Route Running (77): St. Brown is a smooth and fluid athlete that reminds me a lot of Robert Woods. He’s a crafty route-runner that lined up all over the formation at USC. He possesses an incredible ability to throttle down and accelerate quickly within his routes and he’s consistently putting defenders on their toes. Operates primarily underneath, but does have the ability to be used deep downfield as well.

Athleticism/Agility (77): As mentioned, he has tremendous burst and acceleration, particularly off the line of scrimmage. He’s not overly fast or incredibly shifty, but he has more than enough athleticism to be a threat in the NFL.

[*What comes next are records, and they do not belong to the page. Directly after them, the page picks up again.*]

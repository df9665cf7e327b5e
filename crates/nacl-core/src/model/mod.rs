//! モデル定義
//!
//! nacl で使用されるデータモデルを定義します。
//! 各モデルは機能ごとにモジュールに分離されています。

mod instance;
mod inventory;
mod phase;
mod scenario;

// Re-exports
pub use instance::*;
pub use inventory::*;
pub use phase::*;
pub use scenario::*;

#[cfg(test)]
mod tests {
    use super::*;
    use std::path::PathBuf;

    #[test]
    fn test_scenario_config_creation() {
        let config = ScenarioConfig {
            formula: "nacl-test".to_string(),
            scenario: "default".to_string(),
            provider: "docker".to_string(),
            verifier: "testinfra".to_string(),
            instances: vec![InstanceSpec {
                name: "box1".to_string(),
                prov_name: "nacl_nacl-test_default_box1".to_string(),
                attributes: serde_yaml::Mapping::new(),
            }],
            phases: default_phases(),
            grains: Default::default(),
            extra_file_roots: vec![],
            master_config: serde_yaml::Mapping::new(),
            exec_mode: ExecMode::SaltMaster,
            state_root: PathBuf::from("/tmp/nacl/nacl-test/default"),
            formula_path: PathBuf::from("/src/nacl-test"),
        };

        assert_eq!(config.instances.len(), 1);
        assert_eq!(config.phases.len(), 7);
        assert_eq!(config.exec_mode, ExecMode::SaltMaster);
    }

    #[test]
    fn test_exec_mode_parse() {
        assert_eq!("salt-ssh".parse::<ExecMode>().unwrap(), ExecMode::SaltSsh);
        assert_eq!(
            "salt-master".parse::<ExecMode>().unwrap(),
            ExecMode::SaltMaster
        );
        assert!("salt-cloud".parse::<ExecMode>().is_err());
    }

    #[test]
    fn test_default_phase_order() {
        // 既定のフェーズ順は固定
        let phases = default_phases();
        assert_eq!(
            phases,
            vec![
                Phase::Destroy,
                Phase::Lint,
                Phase::Create,
                Phase::Prepare,
                Phase::Converge,
                Phase::Idempotence,
                Phase::Verify,
            ]
        );
    }

    #[test]
    fn test_phase_parse_unknown() {
        // 不明なフェーズ名はエラーにせず保持する（ランナーが失敗を報告する）
        assert_eq!(Phase::parse("converge"), Phase::Converge);
        assert_eq!(
            Phase::parse("teleport"),
            Phase::Unknown("teleport".to_string())
        );
    }

    #[test]
    fn test_instance_state_display() {
        assert_eq!(InstanceState::NotCreated.to_string(), "not created");
        assert_eq!(InstanceState::Created.to_string(), "created");
        assert_eq!(InstanceState::Prepared.to_string(), "prepared");
    }
}
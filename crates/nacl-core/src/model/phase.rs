/// ライフサイクルフェーズ
///
/// ランナーはこのリストを設定された順に1つずつ実行します。
/// 不明な名前はパース時にエラーとせず `Unknown` として保持し、
/// 実行時にランナーが失敗として報告します。
#[derive(Debug, Clone, PartialEq, Eq)]
pub enum Phase {
    Destroy,
    Lint,
    Create,
    Prepare,
    Converge,
    Idempotence,
    Verify,
    Unknown(String),
}

impl Phase {
    pub fn parse(name: &str) -> Phase {
        match name {
            "destroy" => Phase::Destroy,
            "lint" => Phase::Lint,
            "create" => Phase::Create,
            "prepare" => Phase::Prepare,
            "converge" => Phase::Converge,
            "idempotence" => Phase::Idempotence,
            "verify" => Phase::Verify,
            other => Phase::Unknown(other.to_string()),
        }
    }
}

impl std::fmt::Display for Phase {
    fn fmt(&self, f: &mut std::fmt::Formatter<'_>) -> std::fmt::Result {
        match self {
            Phase::Destroy => write!(f, "destroy"),
            Phase::Lint => write!(f, "lint"),
            Phase::Create => write!(f, "create"),
            Phase::Prepare => write!(f, "prepare"),
            Phase::Converge => write!(f, "converge"),
            Phase::Idempotence => write!(f, "idempotence"),
            Phase::Verify => write!(f, "verify"),
            Phase::Unknown(name) => write!(f, "{}", name),
        }
    }
}

/// 既定のフェーズ順
pub fn default_phases() -> Vec<Phase> {
    vec![
        Phase::Destroy,
        Phase::Lint,
        Phase::Create,
        Phase::Prepare,
        Phase::Converge,
        Phase::Idempotence,
        Phase::Verify,
    ]
}
//! testinfra ベリファイア
//!
//! プロバイダーのインベントリから `--hosts` 引数を組み立て、
//! シナリオのテストディレクトリに対して py.test を実行します。

use anyhow::Result;
use async_trait::async_trait;
use colored::Colorize;
use nacl_core::model::{InstanceState, InventoryEntry, ScenarioConfig};
use nacl_core::Verifier;

#[derive(Debug)]
pub struct Testinfra;

/// 生存しているインスタンスの接続URIをカンマ区切りで連結する
///
/// 未作成のインスタンスは検証対象から外れます。
pub fn hosts_arg(inventory: &[InventoryEntry]) -> String {
    inventory
        .iter()
        .filter(|entry| entry.state != InstanceState::NotCreated)
        .map(|entry| entry.endpoint.as_str())
        .collect::<Vec<_>>()
        .join(",")
}

#[async_trait]
impl Verifier for Testinfra {
    async fn run(&self, config: &ScenarioConfig, inventory: &[InventoryEntry]) -> Result<i32> {
        let hosts = hosts_arg(inventory);
        if hosts.is_empty() {
            println!("{}", "⚠ 検証対象のインスタンスがありません".yellow());
            return Ok(0);
        }

        let tests_dir = config.tests_dir();
        println!(
            "{}",
            format!("▶ testinfra を実行中: {}", tests_dir.display())
                .green()
                .bold()
        );
        tracing::debug!(hosts, "py.test を起動");

        // 出力はそのまま端末へ流す
        let status = tokio::process::Command::new("py.test")
            .arg(format!("--hosts={hosts}"))
            .arg(&tests_dir)
            .status()
            .await?;
        Ok(status.code().unwrap_or(-1))
    }
}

Hands (76): Suffers the occasional concentration drop from time to time. All easy layup passes, but he simply takes his eye off the ball. He’ll follow it up though with an incredible contested grab over a defender. It’s just a minor thing that he’ll need to iron out at the next level.

Contested Catch Ability (77): Would not consider him a contested catch specialist by any means, but he does have the ability to go up and secure the difficult catch. Able to manipulate his body in air to put him in the best situation to make the catch.

Run After Catch Ability (76): Possesses enough athleticism to pick up additional yardage after the catch, but he’s unlikely to create a ton on his own. Able to be used on tunnel screens, etc. and pick up what’s blocked for him, but doesn’t possess the shiftiness to break angles in the open field.

Release (76): Very few examples of him being pressed at the line of scrimmage, but he succeeded in the few opportunities on tape. Engages his hands and fights to keep his body clean. Will be best utilized out of the slot or detached from the line of scrimmage but does have the shiftiness to succeed when he’s put in those situations. Does have some trouble with being redirected by bigger and stronger corners. Could benefit from adding some upper body strength.

Deep Ball Tracking (77): Excellent deep ball tracking ability and excels on slot fades, etc. Able to locate the ball in the air and manipulate his body with great control to put himself in the best situation.

Speed (77): Good burst and athleticism and should run well at his Pro Day, but won’t put up jaw-dropping testing numbers. Just doesn’t have incredible top end speed to take the top off of a defense. Overall, St. Brown’s going to be pushed down draft boards due to the depth of the wide receiver class, but he’s going to be a steal for a NFL team on Day 2.

Video Evaluation

 


They Said It

Drae Harris on Amon-Ra St. Brown: "He excels between the numbers and is a threat in the short, intermediate, and deep passing game. He has excellent hand-eye coordination, which makes him efficient at catching targets."Mike Tagliere on Amon-Ra St. Brown: He does have experience both on the perimeter and in the slot, though I certainly think he was better in the slot. He runs solid routes, but doesn't have elite speed or burst to maintain separation for a whole lot of time."

Projected Draft Range

All indications are that we can expect to hear St. Brown’s name called somewhere on Day 2. There’s a legitimate possibility that it’s early on Day 2.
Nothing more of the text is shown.